*Task details*
Output every line from the beginning of the records through the line that contains "fn is_durable(&self) ->", exactly as it appears.

■ ■ ■ ■

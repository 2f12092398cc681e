//! In-crate test doubles for unit tests.

use async_trait::async_trait;
use std::collections::HashMap;
use std::sync::atomic::{AtomicBool, AtomicUsize, Ordering};
use std::sync::{Arc, Mutex};

use crate::address::Address;
use crate::binding::Binding;
use crate::collaborators::{
    Collaborators, DuplicateIdMap, LoadedBindings, ManagementService, PagingManager, PagingStore,
    Queue, QueueFactory, QueueSettingsRepository, ResourceManager, Router, StorageManager,
};
use crate::error::PostOfficeError;
use crate::message::{Filter, MessageReference, ServerMessage, TransactionId};

#[derive(Default)]
pub(crate) struct TestQueue {
    name: String,
    persistence_id: u64,
    durable: bool,
    backup: AtomicBool,
    activates_immediately: bool,
    fail_expiry: bool,
    panic_on_expiry: bool,
    expiry_address: Option<Address>,
    pub(crate) appended: Mutex<Vec<MessageReference>>,
    pub(crate) expiry_runs: AtomicUsize,
}

impl TestQueue {
    pub(crate) fn new(name: &str) -> Self {
        Self {
            name: name.to_string(),
            activates_immediately: true,
            ..Default::default()
        }
    }

    pub(crate) fn with_persistence_id(mut self, persistence_id: u64) -> Self {
        self.persistence_id = persistence_id;
        self
    }

    pub(crate) fn durable(mut self) -> Self {
        self.durable = true;
        self
    }

    pub(crate) fn pending_activation(mut self) -> Self {
        self.activates_immediately = false;
        self
    }

    pub(crate) fn failing_expiry(mut self) -> Self {
        self.fail_expiry = true;
        self
    }

    /// Every expiry run sends the queued messages on to `address`.
    pub(crate) fn expiring_to(mut self, address: &str) -> Self {
        self.expiry_address = Some(Address::from(address));
        self
    }

    pub(crate) fn panicking_expiry(mut self) -> Self {
        self.panic_on_expiry = true;
        self
    }
}

#[async_trait]
impl Queue for TestQueue {
    fn name(&self) -> &str {
        &self.name
    }

    fn persistence_id(&self) -> u64 {
        self.persistence_id
    }

    fn is_durable(&self) -> bool {
        self.durable
    }

    fn is_backup(&self) -> bool {
        self.backup.load(Ordering::SeqCst)
    }

    fn set_backup(&self) {
        self.backup.store(true, Ordering::SeqCst);
    }

    fn activate(&self) -> bool {
        if self.activates_immediately {
            self.backup.store(false, Ordering::SeqCst);
        }
        self.activates_immediately
    }

    fn add_last(&self, reference: MessageReference) {
        self.appended.lock().unwrap().push(reference);
    }

    async fn expire_messages(
        &self,
        _storage: &dyn StorageManager,
        router: &dyn Router,
        _settings: &dyn QueueSettingsRepository,
    ) -> Result<(), PostOfficeError> {
        self.expiry_runs.fetch_add(1, Ordering::SeqCst);
        if self.panic_on_expiry {
            panic!("expiry panicked for {}", self.name);
        }
        if self.fail_expiry {
            return Err(PostOfficeError::Expiry {
                queue: self.name.clone(),
                reason: "injected".to_string(),
            });
        }
        if let Some(address) = &self.expiry_address {
            let expired = std::mem::take(&mut *self.appended.lock().unwrap());
            for reference in expired {
                let message = reference
                    .message()
                    .as_ref()
                    .clone()
                    .with_address(address.clone());
                router.route_and_deliver(Arc::new(message)).await?;
            }
        }
        Ok(())
    }
}

#[derive(Default)]
pub(crate) struct TestQueueFactory;

impl QueueFactory for TestQueueFactory {
    fn create_queue(
        &self,
        _persistence_id: Option<u64>,
        name: &str,
        _filter: Option<Arc<dyn Filter>>,
        durable: bool,
        _temporary: bool,
    ) -> Arc<dyn Queue> {
        let queue = TestQueue::new(name);
        Arc::new(if durable { queue.durable() } else { queue })
    }
}

pub(crate) fn binding(address: &str, queue: &str, fanout: bool) -> Arc<Binding> {
    Arc::new(Binding::new(
        Address::from(address),
        Arc::new(TestQueue::new(queue)),
        fanout,
    ))
}

pub(crate) fn filtered_binding(
    address: &str,
    queue: &str,
    fanout: bool,
    filter: Arc<dyn Filter>,
) -> Arc<Binding> {
    Arc::new(
        Binding::new(Address::from(address), Arc::new(TestQueue::new(queue)), fanout)
            .with_filter(Some(filter)),
    )
}

#[derive(Default)]
struct TestPagingStoreState {
    charged: usize,
    admissions: usize,
}

pub(crate) struct TestPagingStore {
    budget: usize,
    state: Mutex<TestPagingStoreState>,
}

#[async_trait]
impl PagingStore for TestPagingStore {
    async fn add_size(&self, size: usize) -> Result<bool, PostOfficeError> {
        let mut state = self.state.lock().unwrap();
        state.admissions += 1;
        if state.charged + size > self.budget {
            return Ok(false);
        }
        state.charged += size;
        Ok(true)
    }
}

pub(crate) struct TestPagingManager {
    budget: usize,
    stores: Mutex<HashMap<Address, Arc<TestPagingStore>>>,
}

impl TestPagingManager {
    pub(crate) fn unbounded() -> Self {
        Self::with_budget(usize::MAX)
    }

    pub(crate) fn with_budget(budget: usize) -> Self {
        Self {
            budget,
            stores: Mutex::new(HashMap::new()),
        }
    }

    fn store(&self, address: &Address) -> Arc<TestPagingStore> {
        self.stores
            .lock()
            .unwrap()
            .entry(address.clone())
            .or_insert_with(|| {
                Arc::new(TestPagingStore {
                    budget: self.budget,
                    state: Mutex::new(TestPagingStoreState::default()),
                })
            })
            .clone()
    }

    pub(crate) fn charged(&self, address: &Address) -> usize {
        self.store(address).state.lock().unwrap().charged
    }

    pub(crate) fn admissions(&self, address: &Address) -> usize {
        self.store(address).state.lock().unwrap().admissions
    }
}

#[async_trait]
impl PagingManager for TestPagingManager {
    async fn start(&self) -> Result<(), PostOfficeError> {
        Ok(())
    }

    async fn stop(&self) -> Result<(), PostOfficeError> {
        Ok(())
    }

    async fn create_page_store(&self, address: &Address) -> Result<(), PostOfficeError> {
        self.store(address);
        Ok(())
    }

    async fn page_store(
        &self,
        address: &Address,
    ) -> Result<Arc<dyn PagingStore>, PostOfficeError> {
        Ok(self.store(address))
    }

    fn has_page_store(&self, address: &Address) -> bool {
        self.stores.lock().unwrap().contains_key(address)
    }

    async fn start_global_depage(&self) -> Result<(), PostOfficeError> {
        Ok(())
    }
}

/// Storage that accepts every write and records duplicate-id traffic.
#[derive(Default)]
pub(crate) struct TestStorage {
    next_id: AtomicUsize,
    pub(crate) persisted: Mutex<LoadedBindings>,
    pub(crate) journal_duplicates: Mutex<DuplicateIdMap>,
    pub(crate) scheduled: Mutex<Vec<(Option<TransactionId>, u64)>>,
    pub(crate) stored_duplicates: Mutex<Vec<(Address, Vec<u8>, u64)>>,
    pub(crate) deleted_duplicates: Mutex<Vec<u64>>,
}

#[async_trait]
impl StorageManager for TestStorage {
    async fn load_bindings(
        &self,
        _queue_factory: &dyn QueueFactory,
    ) -> Result<LoadedBindings, PostOfficeError> {
        Ok(std::mem::take(&mut *self.persisted.lock().unwrap()))
    }

    async fn add_binding(&self, _binding: &Binding) -> Result<(), PostOfficeError> {
        Ok(())
    }

    async fn delete_binding(&self, _binding: &Binding) -> Result<(), PostOfficeError> {
        Ok(())
    }

    async fn add_destination(&self, _address: &Address) -> Result<(), PostOfficeError> {
        Ok(())
    }

    async fn delete_destination(&self, _address: &Address) -> Result<(), PostOfficeError> {
        Ok(())
    }

    async fn load_message_journal(
        &self,
        _queues: &HashMap<u64, Arc<dyn Queue>>,
        _resource_manager: &dyn ResourceManager,
    ) -> Result<DuplicateIdMap, PostOfficeError> {
        Ok(std::mem::take(&mut *self.journal_duplicates.lock().unwrap()))
    }

    async fn update_scheduled_delivery_time(
        &self,
        reference: &MessageReference,
    ) -> Result<(), PostOfficeError> {
        self.scheduled
            .lock()
            .unwrap()
            .push((None, reference.message().message_id()));
        Ok(())
    }

    async fn update_scheduled_delivery_time_transactional(
        &self,
        transaction_id: TransactionId,
        reference: &MessageReference,
    ) -> Result<(), PostOfficeError> {
        self.scheduled
            .lock()
            .unwrap()
            .push((Some(transaction_id), reference.message().message_id()));
        Ok(())
    }

    fn generate_unique_id(&self) -> u64 {
        self.next_id.fetch_add(1, Ordering::SeqCst) as u64 + 1
    }

    async fn store_duplicate_id(
        &self,
        address: &Address,
        duplicate_id: &[u8],
        record_id: u64,
    ) -> Result<(), PostOfficeError> {
        self.stored_duplicates
            .lock()
            .unwrap()
            .push((address.clone(), duplicate_id.to_vec(), record_id));
        Ok(())
    }

    async fn delete_duplicate_id(&self, record_id: u64) -> Result<(), PostOfficeError> {
        self.deleted_duplicates.lock().unwrap().push(record_id);
        Ok(())
    }
}

#[derive(Default)]
pub(crate) struct TestSettings;

impl QueueSettingsRepository for TestSettings {
    fn match_settings(&self, _queue_name: &str) -> crate::collaborators::QueueSettings {
        Default::default()
    }
}

#[derive(Default)]
pub(crate) struct TestManagement {
    pub(crate) addresses: Mutex<Vec<String>>,
    pub(crate) queues: Mutex<Vec<String>>,
}

impl ManagementService for TestManagement {
    fn register_address(&self, address: &Address) -> Result<(), PostOfficeError> {
        self.addresses.lock().unwrap().push(address.to_string());
        Ok(())
    }

    fn unregister_address(&self, address: &Address) -> Result<(), PostOfficeError> {
        self.addresses
            .lock()
            .unwrap()
            .retain(|registered| registered != address.as_str());
        Ok(())
    }

    fn register_queue(
        &self,
        queue: &Arc<dyn Queue>,
        _address: &Address,
    ) -> Result<(), PostOfficeError> {
        self.queues.lock().unwrap().push(queue.name().to_string());
        Ok(())
    }

    fn unregister_queue(
        &self,
        queue_name: &str,
        _address: &Address,
    ) -> Result<(), PostOfficeError> {
        self.queues.lock().unwrap().retain(|name| name != queue_name);
        Ok(())
    }
}

#[derive(Default)]
pub(crate) struct TestResourceManager;

impl ResourceManager for TestResourceManager {
    fn put_recovered_transaction(&self, _transaction_id: TransactionId) {}
}

pub(crate) fn collaborators(
    paging: Arc<TestPagingManager>,
    management: Arc<TestManagement>,
) -> Collaborators {
    collaborators_with_storage(Arc::new(TestStorage::default()), paging, management)
}

pub(crate) fn collaborators_with_storage(
    storage: Arc<TestStorage>,
    paging: Arc<TestPagingManager>,
    management: Arc<TestManagement>,
) -> Collaborators {
    Collaborators {
        storage,
        paging,
        queue_factory: Arc::new(TestQueueFactory),
        management,
        resource_manager: Arc::new(TestResourceManager),
        queue_settings: Arc::new(TestSettings),
    }
}

/// Records every message handed to it instead of routing.
#[derive(Default)]
pub(crate) struct TestRouter {
    routed: Mutex<Vec<Arc<ServerMessage>>>,
}

impl TestRouter {
    pub(crate) fn routed_addresses(&self) -> Vec<Address> {
        self.routed
            .lock()
            .unwrap()
            .iter()
            .map(|message| message.address().clone())
            .collect()
    }
}

#[async_trait]
impl Router for TestRouter {
    async fn route_and_deliver(
        &self,
        message: Arc<ServerMessage>,
    ) -> Result<usize, PostOfficeError> {
        self.routed.lock().unwrap().push(message);
        Ok(1)
    }
}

■ ■ ■ ■

*Exercise response*
repository 2f12092398cc681e
//! In-crate test doubles for unit tests.

use async_trait::async_trait;
use std::collections::HashMap;
use std::sync::atomic::{AtomicBool, AtomicUsize, Ordering};
use std::sync::{Arc, Mutex};

use crate::address::Address;
use crate::binding::Binding;
use crate::collaborators::{
    Collaborators, DuplicateIdMap, LoadedBindings, ManagementService, PagingManager, PagingStore,
    Queue, QueueFactory, QueueSettingsRepository, ResourceManager, Router, StorageManager,
};
use crate::error::PostOfficeError;
use crate::message::{Filter, MessageReference, ServerMessage, TransactionId};

#[derive(Default)]
pub(crate) struct TestQueue {
    name: String,
    persistence_id: u64,
    durable: bool,
    backup: AtomicBool,
    activates_immediately: bool,
    fail_expiry: bool,
    panic_on_expiry: bool,
    expiry_address: Option<Address>,
    pub(crate) appended: Mutex<Vec<MessageReference>>,
    pub(crate) expiry_runs: AtomicUsize,
}

impl TestQueue {
    pub(crate) fn new(name: &str) -> Self {
        Self {
            name: name.to_string(),
            activates_immediately: true,
            ..Default::default()
        }
    }

    pub(crate) fn with_persistence_id(mut self, persistence_id: u64) -> Self {
        self.persistence_id = persistence_id;
        self
    }

    pub(crate) fn durable(mut self) -> Self {
        self.durable = true;
        self
    }

    pub(crate) fn pending_activation(mut self) -> Self {
        self.activates_immediately = false;
        self
    }

    pub(crate) fn failing_expiry(mut self) -> Self {
        self.fail_expiry = true;
        self
    }

    /// Every expiry run sends the queued messages on to `address`.
    pub(crate) fn expiring_to(mut self, address: &str) -> Self {
        self.expiry_address = Some(Address::from(address));
        self
    }

    pub(crate) fn panicking_expiry(mut self) -> Self {
        self.panic_on_expiry = true;
        self
    }
}

#[async_trait]
impl Queue for TestQueue {
    fn name(&self) -> &str {
        &self.name
    }

    fn persistence_id(&self) -> u64 {
        self.persistence_id
    }

    fn is_durable(&self) -> bool {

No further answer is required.